Hint: before submitting, check your stopping criteria. In BFS, the search was exhaustive, and in this task your program may terminate earlier, thus saving some precious time.

The result on the sample dataset:

    12,422,53,52,107,20,23,274,34
    
If you want to deploy the environment on your own machine, please use [bigdatateam/spark-course1](https://hub.docker.com/r/bigdatateam/spark-course1/) Docker container.

In [1]:
#! /usr/bin/env python

from pyspark import SparkConf, SparkContext
import re

In [2]:
try:
    sc = SparkContext(conf=SparkConf().setAppName("MyApp").setMaster("local").set("spark.cores.max", "16"))
except:
    pass

In [3]:
#this is old code provided by Coursera
def parse_edge(s):
  user, follower = s.split("\t")
  return (int(user), int(follower))

def step(item):
  prev_v, prev_d, next_v = item[0], item[1][0], item[1][1]
  return (next_v, prev_d + 1)

def complete(item):
  v, old_d, new_d = item[0], item[1][0], item[1][1]
  return (v, old_d if old_d is not None else new_d)

In [4]:
#this is old code provided by Coursera
n = 4  # 400 number of partitions
edges = sc.textFile("/data/twitter/twitter_sample_small.txt").map(parse_edge).cache()
forward_edges = edges.map(lambda e: (e[1], e[0])).partitionBy(n).persist()

x = 12
d = 0
distances = sc.parallelize([(x, d)]).partitionBy(n)
while True:
    candidates = distances.join(forward_edges, n).map(step)
    print ("candidates = ", candidates.collect())
    print ('\n')
    new_distances = distances.fullOuterJoin(candidates, n).map(complete, True).persist()
    count = new_distances.filter(lambda i: i[1] == d + 1).count()
    if count > 0:
        d += 1
        distances = new_distances
        print ("d = ", d, "count = ", count, "distances = ", distances.collect())
        print ('\n')
    else:
        break

('candidates = ', [(126, 1), (380, 1), (422, 1), (648, 1)])
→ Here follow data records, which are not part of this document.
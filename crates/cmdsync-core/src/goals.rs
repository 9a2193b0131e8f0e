//! Goal registry
//!
//! Holds the predefined goals plus any registered at runtime and resolves
//! goal ids, falling back to the default goal.

use parking_lot::RwLock;

use crate::errors::{CommandError, Result};
use crate::model::Goal;

pub const COMMON_GOAL_ID: &str = "common";
pub const TEST_GOAL_ID: &str = "test";
pub const BUILD_GOAL_ID: &str = "build";
pub const RUN_GOAL_ID: &str = "run";
pub const DEPLOY_GOAL_ID: &str = "deploy";

/// The predefined goals in registration order; the first one is the default
pub fn predefined_goals() -> Vec<Goal> {
    vec![
        Goal::new(COMMON_GOAL_ID, "Common"),
        Goal::new(TEST_GOAL_ID, "Test"),
        Goal::new(BUILD_GOAL_ID, "Build"),
        Goal::new(RUN_GOAL_ID, "Run"),
        Goal::new(DEPLOY_GOAL_ID, "Deploy"),
    ]
}

/// Registry of command goals
///
/// Insertion-ordered. Reads never mutate; only `register` does.
#[derive(Debug)]
pub struct GoalRegistry {
    goals: RwLock<Vec<Goal>>,
    default_goal: Goal,
}

impl GoalRegistry {
    /// Registry seeded with the predefined goals, "Common" being the default
    pub fn new() -> Self {
        let goals = predefined_goals();
        let default_goal = goals[0].clone();
        Self {
            goals: RwLock::new(goals),
            default_goal,
        }
    }

    /// Registry seeded with the given goals and default goal
    ///
    /// The default goal is registered first unless `goals` already holds it.
    ///
    /// # Errors
    ///
    /// Returns `DuplicateGoal` if two seeded goals share an id.
    pub fn with_goals(default_goal: Goal, goals: impl IntoIterator<Item = Goal>) -> Result<Self> {
        let registry = Self {
            goals: RwLock::new(Vec::new()),
            default_goal: default_goal.clone(),
        };
        let goals: Vec<Goal> = goals.into_iter().collect();
        if !goals.iter().any(|g| g.id == default_goal.id) {
            registry.register(default_goal)?;
        }
        for goal in goals {
            registry.register(goal)?;
        }
        Ok(registry)
    }

    /// All goals, in registration order
    pub fn all_goals(&self) -> Vec<Goal> {
        self.goals.read().clone()
    }

    /// Goal registered under `id`, if any
    pub fn goal_by_id(&self, id: &str) -> Option<Goal> {
        self.goals.read().iter().find(|g| g.id == id).cloned()
    }

    /// Goal registered under `id`, else the default goal
    pub fn goal_by_id_or_default(&self, id: &str) -> Goal {
        self.goal_by_id(id)
            .unwrap_or_else(|| self.default_goal.clone())
    }

    /// The goal for commands that name no goal
    pub fn default_goal(&self) -> &Goal {
        &self.default_goal
    }

    /// Register an additional goal
    ///
    /// # Errors
    ///
    /// Returns `DuplicateGoal` if a goal with the same id is registered.
    pub fn register(&self, goal: Goal) -> Result<()> {
        let mut goals = self.goals.write();
        if goals.iter().any(|g| g.id == goal.id) {
            return Err(CommandError::DuplicateGoal { goal_id: goal.id });
        }
        tracing::debug!(goal_id = %goal.id, "registered command goal");
        goals.push(goal);
        Ok(())
    }
}

impl Default for GoalRegistry {
    fn default() -> Self {
        Self::new()
    }
}

#[cfg(test)]
mod tests {
    use super::*;

    #[test]
    fn test_predefined_goals_in_order() {
        let registry = GoalRegistry::new();
        let ids: Vec<String> = registry.all_goals().into_iter().map(|g| g.id).collect();
        assert_eq!(ids, vec!["common", "test", "build", "run", "deploy"]);
        assert_eq!(registry.default_goal().id, COMMON_GOAL_ID);
    }

    #[test]
    fn test_with_goals_prepends_missing_default() {
        let registry = GoalRegistry::with_goals(
            Goal::new("misc", "Misc"),
            vec![Goal::new("a", "A"), Goal::new("b", "B")],
        )
        .unwrap();

        let ids: Vec<String> = registry.all_goals().into_iter().map(|g| g.id).collect();
        assert_eq!(ids, vec!["misc", "a", "b"]);
    }

    #[test]
    fn test_with_goals_rejects_duplicates() {
        let result = GoalRegistry::with_goals(
            Goal::new("a", "A"),
            vec![Goal::new("b", "B"), Goal::new("b", "Bee")],
        );
        assert!(matches!(result, Err(CommandError::DuplicateGoal { .. })));
    }
}
//! Canonical schema constants for structured logging and events
//!
//! These constants ensure consistency across all logging and error reporting.

// Canonical field keys for structured logging
pub const FIELD_COMPONENT: &str = "component";
pub const FIELD_OP: &str = "op";
pub const FIELD_EVENT: &str = "event";
pub const FIELD_DURATION_MS: &str = "duration_ms";

// Entity identifiers
pub const FIELD_COMMAND_NAME: &str = "command_name";
pub const FIELD_GOAL_ID: &str = "goal_id";
pub const FIELD_TYPE_ID: &str = "type_id";

// Collection sizes
pub const FIELD_COMMAND_COUNT: &str = "command_count";

// Error fields
pub const FIELD_ERR_KIND: &str = "err_kind";
pub const FIELD_ERR_CODE: &str = "err_code";

// Canonical event names
pub const EVENT_START: &str = "start";
pub const EVENT_END: &str = "end";
pub const EVENT_END_ERROR: &str = "end_error";
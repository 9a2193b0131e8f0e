use crate::goals::GoalRegistry;
use crate::model::{Command, Goal};

/// Commands grouped under goals, in goal registration order
#[derive(Debug, Clone, Default, PartialEq, Eq)]
pub struct CommandsByGoal {
    entries: Vec<(Goal, Vec<Command>)>,
}

impl CommandsByGoal {
    /// Goals in order, including those without commands
    pub fn goals(&self) -> impl Iterator<Item = &Goal> {
        self.entries.iter().map(|(goal, _)| goal)
    }

    /// Commands filed under `goal_id`, or `None` if the goal is not a key
    pub fn get(&self, goal_id: &str) -> Option<&[Command]> {
        self.entries
            .iter()
            .find(|(goal, _)| goal.id == goal_id)
            .map(|(_, commands)| commands.as_slice())
    }

    pub fn iter(&self) -> impl Iterator<Item = (&Goal, &[Command])> {
        self.entries
            .iter()
            .map(|(goal, commands)| (goal, commands.as_slice()))
    }

    /// Number of goal keys
    pub fn len(&self) -> usize {
        self.entries.len()
    }

    pub fn is_empty(&self) -> bool {
        self.entries.is_empty()
    }

    pub fn command_count(&self) -> usize {
        self.entries.iter().map(|(_, commands)| commands.len()).sum()
    }
}

/// Group `commands` by their resolved goal
///
/// Every registered goal becomes a key, even without commands. A command
/// with a blank or unregistered goal id is filed under the default goal.
/// Command order within a goal follows `commands`.
pub fn group_commands_by_goal(goals: &GoalRegistry, commands: &[Command]) -> CommandsByGoal {
    let mut entries: Vec<(Goal, Vec<Command>)> = goals
        .all_goals()
        .into_iter()
        .map(|goal| (goal, Vec::new()))
        .collect();

    for command in commands {
        let goal = match command.goal_id() {
            Some(goal_id) => goals.goal_by_id_or_default(goal_id),
            None => goals.default_goal().clone(),
        };
        match entries.iter_mut().find(|(g, _)| g.id == goal.id) {
            Some((_, bucket)) => bucket.push(command.clone()),
            // default goal registered outside the list
            None => entries.push((goal, vec![command.clone()])),
        }
    }

    CommandsByGoal { entries }
}

#[cfg(test)]
mod tests {
    use super::*;

    fn names(commands: Option<&[Command]>) -> Vec<&str> {
        commands
            .unwrap_or_default()
            .iter()
            .map(|c| c.name.as_str())
            .collect()
    }

    #[test]
    fn test_every_goal_is_a_key() {
        let grouping = group_commands_by_goal(&GoalRegistry::new(), &[]);
        let ids: Vec<&str> = grouping.goals().map(|g| g.id.as_str()).collect();
        assert_eq!(ids, vec!["common", "test", "build", "run", "deploy"]);
        assert_eq!(grouping.command_count(), 0);
    }

    #[test]
    fn test_unresolved_goals_fall_back_to_default() {
        let goals = GoalRegistry::with_goals(
            Goal::new("common", "Common"),
            vec![Goal::new("a", "A"), Goal::new("b", "B")],
        )
        .unwrap();
        let commands = vec![
            Command::new("c1", "custom", "").with_goal("a"),
            Command::new("c2", "custom", "").with_goal("b"),
            Command::new("c3", "custom", ""),
            Command::new("c4", "custom", "").with_goal("nowhere"),
            Command::new("c5", "custom", "").with_goal("a"),
        ];

        let grouping = group_commands_by_goal(&goals, &commands);

        assert_eq!(grouping.len(), 3);
        assert_eq!(names(grouping.get("a")), vec!["c1", "c5"]);
        assert_eq!(names(grouping.get("b")), vec!["c2"]);
        assert_eq!(names(grouping.get("common")), vec!["c3", "c4"]);
        assert!(grouping.get("nowhere").is_none());
    }
}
('d = ', 1, 'count = ', 4, 'distances = ', [(648, 1), (380, 1), (12, 0), (126, 1), (422, 1)])


('candidates = ', [(126, 1), (380, 1), (422, 1), (648, 1), (53, 2)])


('d = ', 2, 'count = ', 1, 'distances = ', [(648, 1), (380, 1), (12, 0), (53, 2), (126, 1), (422, 1)])


('candidates = ', [(126, 1), (380, 1), (422, 1), (648, 1), (31, 3), (52, 3), (57, 3), (150, 3), (187, 3), (292, 3), (652, 3), (53, 2)])


('d = ', 3, 'count = ', 7, 'distances = ', [(292, 3), (648, 1), (12, 0), (652, 3), (52, 3), (380, 1), (57, 3), (53, 2), (126, 1), (422, 1), (150, 3), (187, 3), (31, 3)])


('candidates = ', [(126, 1), (380, 1), (422, 1), (648, 1), (107, 4), (31, 3), (52, 3), (57, 3), (150, 3), (187, 3), (292, 3), (652, 3), (53, 2), (13, 4)])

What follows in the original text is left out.